The CPGs include known vulnerability mitigation for Internet-facing IT assets among the top priorities in Section 1.E (“Mitigating Known Vulnerabilities“), with the goal is reduce the likelihood of threat actors exploiting known vulnerabilities to breach organizational networks. The recommended action reads as follows: “All known exploited vulnerabilities (listed in CISA’s Known Exploited Vulnerabilities Catalog) in internet-facing systems are patched or otherwise mitigated within a risk-informed span of time, prioritizing more critical assets first.” It also adds that for assets where patching is either not possible or may substantially compromise availability or safety, compensating controls are applied (e.g., segmentation, monitoring) and recorded. Sufficient controls either make the asset inaccessible from the public internet or reduce the ability of threat actors to exploit the vulnerabilities in these assets.
Action1’s cloud-native risk-based patch management service can help you identify vulnerabilities, prioritize them, and automate patching to assist you in the implementation of CISA’s CPG and many other other security frameworks, including NIST’s Cybersecurity Framework (CSF), PCI DSS, Cybersecurity Maturity Model Certification (CMMC).

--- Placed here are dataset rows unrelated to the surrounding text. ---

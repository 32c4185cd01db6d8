use std::path::{Path, PathBuf};

use core_types::{ScriptCatalog, ScriptDescriptor, ScriptId};
use error::RegistryError;

pub mod error;

/// File extension of runnable scripts.
const SCRIPT_EXTENSION: &str = "py";

/// Words kept fully capitalized in display names.
const ACRONYMS: [&str; 14] = [
    "API", "CSV", "DNS", "EXIF", "HTTP", "HTTPS", "JSON", "MD5", "OOP", "PIL", "SHA1", "SHA256",
    "TCP", "URL",
];

/// Scans one level of subdirectories under `assignments_dir` for runnable
/// scripts and builds the ordered catalog.
///
/// The identifier is the leading numeric prefix of the containing directory
/// name, falling back to the prefix of the file stem. Directories without a
/// matching file are reserved future slots and are skipped silently. The
/// scan always reflects current disk state; nothing is cached across calls,
/// and a missing assignments directory yields an empty catalog.
pub fn discover(assignments_dir: &Path) -> Result<ScriptCatalog, RegistryError> {
    if !assignments_dir.is_dir() {
        tracing::debug!(
            "Assignments directory {} does not exist",
            assignments_dir.display()
        );
        return Ok(ScriptCatalog::default());
    }

    let mut subdirs: Vec<PathBuf> = std::fs::read_dir(assignments_dir)?
        .filter_map(|entry| entry.ok())
        .map(|entry| entry.path())
        .filter(|path| path.is_dir())
        .collect();
    // read_dir order is platform-dependent; sort so that "later-discovered"
    // is well defined for duplicate identifiers.
    subdirs.sort();

    let mut descriptors = Vec::new();
    for dir in subdirs {
        let dir_name = dir
            .file_name()
            .map(|name| name.to_string_lossy().to_string())
            .unwrap_or_default();
        let dir_id = numeric_prefix(&dir_name);

        let mut files: Vec<PathBuf> = std::fs::read_dir(&dir)?
            .filter_map(|entry| entry.ok())
            .map(|entry| entry.path())
            .filter(|path| {
                path.is_file()
                    && path
                        .extension()
                        .is_some_and(|ext| ext == SCRIPT_EXTENSION)
            })
            .collect();
        files.sort();

        for file in files {
            let stem = file
                .file_stem()
                .map(|stem| stem.to_string_lossy().to_string())
                .unwrap_or_default();
            match dir_id.or_else(|| numeric_prefix(&stem)) {
                Some(id) => descriptors.push(ScriptDescriptor {
                    id,
                    display_name: display_name(&stem),
                    path: file,
                }),
                None => {
                    tracing::debug!("Skipping {} without a numeric prefix", file.display());
                }
            }
        }
    }

    tracing::debug!("Discovered {} scripts", descriptors.len());
    Ok(ScriptCatalog::from_descriptors(descriptors))
}

/// Leading digits of a directory or file stem, e.g. `03_hashing` -> 3.
fn numeric_prefix(name: &str) -> Option<ScriptId> {
    let digits: String = name.chars().take_while(|c| c.is_ascii_digit()).collect();
    if digits.is_empty() {
        None
    } else {
        digits.parse().ok()
    }
}

/// Friendly title derived from a file stem: numeric prefix stripped,
/// separators spaced, words title-cased with known acronyms restored.
fn display_name(stem: &str) -> String {
    let rest = stem.trim_start_matches(|c: char| c.is_ascii_digit());
    let rest = rest.trim_start_matches(['-', '_']);
    let base = if rest.is_empty() { stem } else { rest };

    let words: Vec<String> = base
        .split(['-', '_', ' '])
        .filter(|word| !word.is_empty())
        .map(titlecase_word)
        .collect();
    if words.is_empty() {
        stem.to_string()
    } else {
        words.join(" ")
    }
}

fn titlecase_word(word: &str) -> String {
    if let Some(acronym) = ACRONYMS
        .iter()
        .find(|acronym| acronym.eq_ignore_ascii_case(word))
    {
        return acronym.to_string();
    }
    let mut chars = word.chars();
    match chars.next() {
        Some(first) => first.to_uppercase().collect::<String>() + &chars.as_str().to_lowercase(),
        None => String::new(),
    }
}

#[cfg(test)]
mod tests {
    use super::*;
    use tempfile::tempdir;

    fn add_script(root: &Path, dir: &str, file: &str) {
        let dir_path = root.join(dir);
        std::fs::create_dir_all(&dir_path).unwrap();
        std::fs::write(dir_path.join(file), "print('hello')\n").unwrap();
    }

    #[test]
    fn test_discover_orders_by_numeric_prefix() {
        let temp_dir = tempdir().unwrap();
        let root = temp_dir.path();
        add_script(root, "03_hashing_forensics", "03_hashing_forensics.py");
        add_script(root, "01_string_search", "01_string_search.py");
        add_script(root, "10_web_crawler", "10_web_crawler.py");

        let catalog = discover(root).unwrap();
        let ids: Vec<_> = catalog.iter().map(|d| d.id).collect();
        assert_eq!(ids, vec![1, 3, 10]);
    }

    #[test]
    fn test_discover_skips_reserved_slots_and_other_files() {
        let temp_dir = tempdir().unwrap();
        let root = temp_dir.path();
        add_script(root, "01_string_search", "01_string_search.py");
        std::fs::create_dir(root.join("05_reserved")).unwrap();
        std::fs::write(root.join("01_string_search").join("notes.txt"), "").unwrap();
        std::fs::write(root.join("stray.py"), "").unwrap();

        let catalog = discover(root).unwrap();
        assert_eq!(catalog.len(), 1);
        assert_eq!(catalog.get(0).unwrap().id, 1);
    }

    #[test]
    fn test_identifier_falls_back_to_file_stem() {
        let temp_dir = tempdir().unwrap();
        let root = temp_dir.path();
        add_script(root, "extras", "07_memory_regex_extract.py");

        let catalog = discover(root).unwrap();
        assert_eq!(catalog.len(), 1);
        assert_eq!(catalog.get(0).unwrap().id, 7);
    }

    #[test]
    fn test_no_numeric_prefix_anywhere_is_skipped() {
        let temp_dir = tempdir().unwrap();
        let root = temp_dir.path();
        add_script(root, "extras", "scratchpad.py");

        let catalog = discover(root).unwrap();
        assert!(catalog.is_empty());
    }

    #[test]
    fn test_duplicate_identifier_later_entry_wins() {
        let temp_dir = tempdir().unwrap();
        let root = temp_dir.path();
        add_script(root, "02_firewall_parser", "02_firewall_parser.py");
        add_script(root, "02_zz_rewrite", "02_zz_rewrite.py");

        let catalog = discover(root).unwrap();
        assert_eq!(catalog.len(), 1);
        assert_eq!(catalog.get(0).unwrap().display_name, "Zz Rewrite");
    }

    #[test]
    fn test_discovery_is_idempotent() {
        let temp_dir = tempdir().unwrap();
        let root = temp_dir.path();
        add_script(root, "01_string_search", "01_string_search.py");
        add_script(root, "06_exif_geotag_extractor", "06_exif_geotag_extractor.py");

        let first = discover(root).unwrap();
        let second = discover(root).unwrap();
        assert_eq!(first, second);
    }

    #[test]
    fn test_missing_assignments_dir_yields_empty_catalog() {
        let temp_dir = tempdir().unwrap();
        let catalog = discover(&temp_dir.path().join("assignments")).unwrap();
        assert!(catalog.is_empty());
    }

    #[test]
    fn test_display_names() {
        assert_eq!(display_name("01_string_search"), "String Search");
        assert_eq!(
            display_name("06_exif_geotag_extractor"),
            "EXIF Geotag Extractor"
        );
        assert_eq!(display_name("04_file_processor_oop"), "File Processor OOP");
        assert_eq!(display_name("05_pil_search_images"), "PIL Search Images");
        assert_eq!(display_name("99"), "99");
    }
}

Patch management is also a critical component of the Cybersecurity Maturity Model Certification (CMMC), specifically in the “Cybersecurity Hygiene” domain, which is one of the five domains in the CMMC model. The “Cybersecurity Hygiene” domain focuses on ensuring basic cybersecurity practices are implemented, including the timely application of security patches and updates to systems, software, and applications. In CMMC, organizations are required to implement a documented patch management process to identify, assess, and apply patches and updates to all relevant software and systems. Failure to maintain an effective patch management program can result in lower CMMC certification levels or the loss of certification altogether.